Ich bin nun zwei Abende nicht im Café gewesen, ich fühle mich etwas unwohl am Herzen. Dr. Döblin vom Urban kam mit seiner lieblichen Braut, um eine Diagnose zu stellen. Er meint, ich leide an der Schilddrüse, aber in Wirklichkeit hatte ich Sehnsucht nach dem Café. Er bestand aber darauf, mir die Schilddrüse zu entfernen, die aufs Herz indirekt drücke; ein klein wenig Cretin könnte ich davon werden, aber wo ich so aufgeweckt wäre, kam ich nur wieder ins Gleichgewicht. Ich hab nämlich gebeichtet, daß ich mir außerdem das Leben meiner beiden Freunde wegen hätte nehmen wollen am Gashahn, der aber abgestellt worden sei; der ganze Gasometer ist geholt worden. Ich konnte die Gasrechnung nicht bezahlen. Auch in der Milch kann ich mich nicht ersäufen, Bolle bringt keine mehr. Wie soll ich nun, ohne zu erröten, wieder ins Café kommen? Ein Mensch wie ich müßte sein Wort halten. Ich werde den beiden, dem Bischof und dem Slawen, vorschwindeln, Du wirst Dich zu sehr erschrecken.

Liebe Jungens

Ratet nur, die beiden waren garnicht mehr da, als ich um zwölf Uhr lebendig ins Café kam, aber Dein Freund der Doktor saß und sang für sich, manchmal so laut, er vergaß schier den Ort. Seine Stimme ist mythenhaft, olympisch, auch Krater raucht darin, und dröhnen kann sie wie Zeuswort. Daß wir beide uns böse sind, ist direkt unkünstlerisch.

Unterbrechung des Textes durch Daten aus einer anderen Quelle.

//! Hand-maintained extra data that augments the Showdown dumps.
//!
//! Every domain is a separate file under the data directory and is read at
//! most once per [`ExtraData`] instance. Missing files yield empty tables;
//! unreadable or malformed files are fatal.

use std::collections::{BTreeMap, HashMap};
use std::fs;
use std::path::{Path, PathBuf};

use indexmap::IndexMap;
use once_cell::unsync::OnceCell;
use serde::de::DeserializeOwned;
use serde::{Deserialize, Deserializer, Serialize};
use showdown_data::RawLearnset;
use tracing::{debug, info};
use walkdir::WalkDir;

use crate::attributes::Region;
use crate::error::{Error, Result};

// ============================================================================
// Species overrides
// ============================================================================

/// Manually curated fields for one species. Looked up by upstream id for
/// `slug` and by slug for everything else.
#[derive(Deserialize, Debug, Clone, Default, PartialEq)]
#[serde(rename_all = "camelCase")]
pub struct SpeciesOverride {
    pub slug: Option<String>,
    pub name: Option<String>,
    pub sub_name: Option<String>,
    #[serde(default)]
    pub hide_sub_name: bool,
    pub cosmetic_sub_name: Option<String>,
    /// `Some(None)` when the file sets `"region": null`.
    #[serde(default, deserialize_with = "explicit_null")]
    pub region: Option<Option<Region>>,
    pub formes: Option<Vec<String>>,
    /// Slug of the species whose learnset this one inherits.
    pub merge_learnset_from: Option<String>,
    #[serde(default)]
    pub keep_learnset: bool,
    #[serde(default)]
    pub is_legendary: bool,
    #[serde(default)]
    pub is_mythical: bool,
    pub flavor_text: Option<String>,
}

fn explicit_null<'de, D, T>(deserializer: D) -> std::result::Result<Option<Option<T>>, D::Error>
where
    D: Deserializer<'de>,
    T: Deserialize<'de>,
{
    Option::<T>::deserialize(deserializer).map(Some)
}

#[derive(Deserialize, Debug, Clone, Default, PartialEq)]
#[serde(transparent)]
pub struct SpeciesOverrides(HashMap<String, SpeciesOverride>);

impl SpeciesOverrides {
    pub fn get(&self, key: &str) -> Option<&SpeciesOverride> {
        self.0.get(key)
    }

    pub fn insert(&mut self, key: impl Into<String>, value: SpeciesOverride) {
        self.0.insert(key.into(), value);
    }

    fn validate(&self) -> Result<()> {
        for (key, entry) in &self.0 {
            let fields = [
                ("slug", entry.slug.as_deref()),
                ("mergeLearnsetFrom", entry.merge_learnset_from.as_deref()),
            ];
            for (field, value) in fields {
                if value.is_some_and(|v| v.trim().is_empty()) {
                    return Err(Error::InvalidOverride {
                        key: key.clone(),
                        reason: format!("`{}` must not be empty", field),
                    });
                }
            }
        }
        Ok(())
    }
}

#[derive(Deserialize, Serialize, Debug, Clone, Default, PartialEq)]
#[serde(rename_all = "camelCase")]
pub struct CosmeticFormeExtra {
    pub sub_name: Option<String>,
}

#[derive(Deserialize, Debug, Clone, Default)]
#[serde(rename_all = "camelCase")]
pub struct PokemonExtra {
    #[serde(default, rename = "override")]
    pub overrides: SpeciesOverrides,
    #[serde(default)]
    pub cosmetic_formes: HashMap<String, CosmeticFormeExtra>,
}

// ============================================================================
// Move / ability / type extras
// ============================================================================

#[derive(Deserialize, Debug, Clone, Default, PartialEq)]
#[serde(rename_all = "camelCase")]
pub struct MoveOverride {
    pub name: Option<String>,
    pub flavor_text: Option<String>,
    /// Marks curated signature max moves Showdown doesn't flag.
    #[serde(default)]
    pub is_max: bool,
    /// Species slugs a signature move belongs to.
    #[serde(default)]
    pub exclusive_pokemon: Vec<String>,
}

#[derive(Deserialize, Debug, Clone, Default, PartialEq)]
#[serde(rename_all = "camelCase")]
pub struct AbilityOverride {
    pub name: Option<String>,
    pub short_desc: Option<String>,
    pub flavor_text: Option<String>,
    /// Replaces the derived list of species with this ability.
    pub pokemon: Option<Vec<String>>,
}

#[derive(Deserialize, Debug, Clone, Default, PartialEq)]
pub struct TypeColor {
    pub color: Option<String>,
}

#[derive(Deserialize, Debug, Clone, Default, PartialEq)]
pub struct CategoryExtra {
    pub name: Option<String>,
    pub color: Option<String>,
}

#[derive(Deserialize, Debug, Clone, Default)]
pub struct TypeExtra {
    #[serde(default)]
    pub types: HashMap<String, TypeColor>,
    /// Move categories in display order.
    #[serde(default)]
    pub categories: IndexMap<String, CategoryExtra>,
}

// ============================================================================
// Games and pokedexes
// ============================================================================

#[derive(Deserialize, Serialize, Debug, Clone, PartialEq)]
pub struct Game {
    pub slug: String,
    #[serde(default, skip_serializing_if = "Option::is_none")]
    pub name: Option<String>,
}

/// A group of games released together with the pokedexes they use.
#[derive(Deserialize, Serialize, Debug, Clone, PartialEq)]
pub struct GameSet {
    pub gen: u8,
    #[serde(default, skip_serializing_if = "Option::is_none")]
    pub slug: Option<String>,
    #[serde(default, skip_serializing_if = "Option::is_none")]
    pub name: Option<String>,
    #[serde(default)]
    pub games: Vec<Game>,
    #[serde(default)]
    pub pokedex: Vec<String>,
}

#[derive(Deserialize, Serialize, Debug, Clone, PartialEq)]
pub struct PokedexEntry {
    pub slug: String,
    #[serde(default, skip_serializing_if = "Option::is_none")]
    pub num: Option<u32>,
}

#[derive(Deserialize, Debug, Clone, Default, PartialEq)]
pub struct PokedexData {
    pub name: Option<String>,
    #[serde(default)]
    pub data: Vec<PokedexEntry>,
}

/// Manually defined learnsets keyed by species slug, used where the dumps
/// have none (Legends: Arceus species).
pub type ManualLearnsets = HashMap<String, RawLearnset>;

// ============================================================================
// Loader
// ============================================================================

/// Lazily loaded, cached view of the data directory.
#[derive(Debug)]
pub struct ExtraData {
    data_dir: PathBuf,
    pokemon: OnceCell<PokemonExtra>,
    learnsets: OnceCell<ManualLearnsets>,
    moves: OnceCell<HashMap<String, MoveOverride>>,
    abilities: OnceCell<HashMap<String, AbilityOverride>>,
    types: OnceCell<TypeExtra>,
    games: OnceCell<Vec<GameSet>>,
    pokedex: OnceCell<BTreeMap<String, PokedexData>>,
}

impl ExtraData {
    pub fn new(data_dir: impl Into<PathBuf>) -> Self {
        ExtraData {
            data_dir: data_dir.into(),
            pokemon: OnceCell::new(),
            learnsets: OnceCell::new(),
            moves: OnceCell::new(),
            abilities: OnceCell::new(),
            types: OnceCell::new(),
            games: OnceCell::new(),
            pokedex: OnceCell::new(),
        }
    }

    pub fn data_dir(&self) -> &Path {
        &self.data_dir
    }

    pub fn pokemon(&self) -> Result<&PokemonExtra> {
        self.pokemon.get_or_try_init(|| {
            let extra: PokemonExtra = self.read_optional("pokemon.json")?;
            extra.overrides.validate()?;
            Ok(extra)
        })
    }

    pub fn learnsets(&self) -> Result<&ManualLearnsets> {
        self.learnsets
            .get_or_try_init(|| self.read_optional("learnsets.json"))
    }

    pub fn moves(&self) -> Result<&HashMap<String, MoveOverride>> {
        self.moves.get_or_try_init(|| self.read_optional("moves.json"))
    }

    pub fn abilities(&self) -> Result<&HashMap<String, AbilityOverride>> {
        self.abilities
            .get_or_try_init(|| self.read_optional("abilities.json"))
    }

    pub fn types(&self) -> Result<&TypeExtra> {
        self.types.get_or_try_init(|| self.read_optional("types.json"))
    }

    pub fn games(&self) -> Result<&[GameSet]> {
        self.games
            .get_or_try_init(|| self.read_optional("games.json"))
            .map(|games| games.as_slice())
    }

    /// Every `pokedex/*.json` file, keyed by file stem.
    pub fn pokedex(&self) -> Result<&BTreeMap<String, PokedexData>> {
        self.pokedex.get_or_try_init(|| {
            let dir = self.data_dir.join("pokedex");
            let mut dexes = BTreeMap::new();
            if !dir.exists() {
                debug!(dir = %dir.display(), "no pokedex data");
                return Ok(dexes);
            }

            info!("loading pokedex data...");
            for path in json_files(&dir)? {
                let Some(stem) = path.file_stem().and_then(|s| s.to_str()) else {
                    continue;
                };
                dexes.insert(stem.to_string(), read_json(&path)?);
            }
            Ok(dexes)
        })
    }

    fn read_optional<T: DeserializeOwned + Default>(&self, file: &str) -> Result<T> {
        let path = self.data_dir.join(file);
        if !path.exists() {
            debug!(path = %path.display(), "extra data missing, using defaults");
            return Ok(T::default());
        }
        info!("loading {}...", file);
        read_json(&path)
    }
}

pub(crate) fn read_json<T: DeserializeOwned>(path: &Path) -> Result<T> {
    let json = fs::read_to_string(path).map_err(|source| Error::Read {
        path: path.to_path_buf(),
        source,
    })?;
    serde_json::from_str(&json).map_err(|source| Error::Parse {
        path: path.to_path_buf(),
        source,
    })
}

/// JSON files below `dir`, sorted by path.
pub(crate) fn json_files(dir: &Path) -> Result<Vec<PathBuf>> {
    let mut files = Vec::new();
    for entry in WalkDir::new(dir).sort_by_file_name() {
        let entry = entry.map_err(|source| Error::Walk {
            path: dir.to_path_buf(),
            source,
        })?;
        let path = entry.path();
        if entry.file_type().is_file() && path.extension().is_some_and(|ext| ext == "json") {
            files.push(path.to_path_buf());
        }
    }
    Ok(files)
}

Wißt Ihr, wer heute in aller Früh angeklingelt hat – Fridolin Guhlke. Er habe sich verliebt, er habe seine erste Liebe getroffen; damals sei sie dreizehn gewesen vor drei Jahren. Und er zeche nicht mehr, seine Flamme trüge einen Heiligenschein um den Kopf. Auch ins Café käme er nicht mehr, ich sollt ihm dieselbe Askese versprechen. Heimlich halten wir alle das Café für den Teufel, aber ohne den Teufel ist doch nun mal nichts. Ich bin neugierig, wie lange der Guhlke es ohne Teufel aushält. Manchmal gehts ja dort auch etwas zu heiß her, wenn einen so eine aufgetakelte Plebejerin anranzt; man soll ihr aus dem Weg gehn, ihr Vollmond könnt nicht vorbei mit dem Spitzenüberwurf. Ich wollt ihr eine Backpfeife geben, als sie schon oben aus dem Billardraum ihren Mann holte, der in Begleitung von galizischen Saduzäern und Chaldäern sich mir näherte. Aber ich verhielt mich stumm; hasse es, mich mit lauten schreienden Weibern einzulassen. Nach einiger Zeit kamen dann zwei Polizisten, mich zu vernehmen. Aber Richard versteckte mich zwischen den Zeitungen; das bleibt jetzt mein Fach. Dann kam unser Direktor Wauer, er hätte gern die Szene gesehn. Ich entschädigte ihn. Er kannte wirklich noch nicht die Schauspieler im ägyptischen Lunapark. Gerade trabte das Dromedar am großen Fenster des Cafés vorbei; es kam vom Tierarzt, es leidet an seinen Mägen. Ich sehne mich nach Minn, er war es nicht, der Hochzeit hatte. Was mir noch einfällt, Kurtchen, Herwarth hat seine Taschentücher vergessen, leihe ihm von Deinen. Du kriegst sie gewaschen zurück. Es ist vier Uhr; es ist noch ganz hell. Direktor Wauer fährt in einem Wagen unserer kleinen Karawane voraus.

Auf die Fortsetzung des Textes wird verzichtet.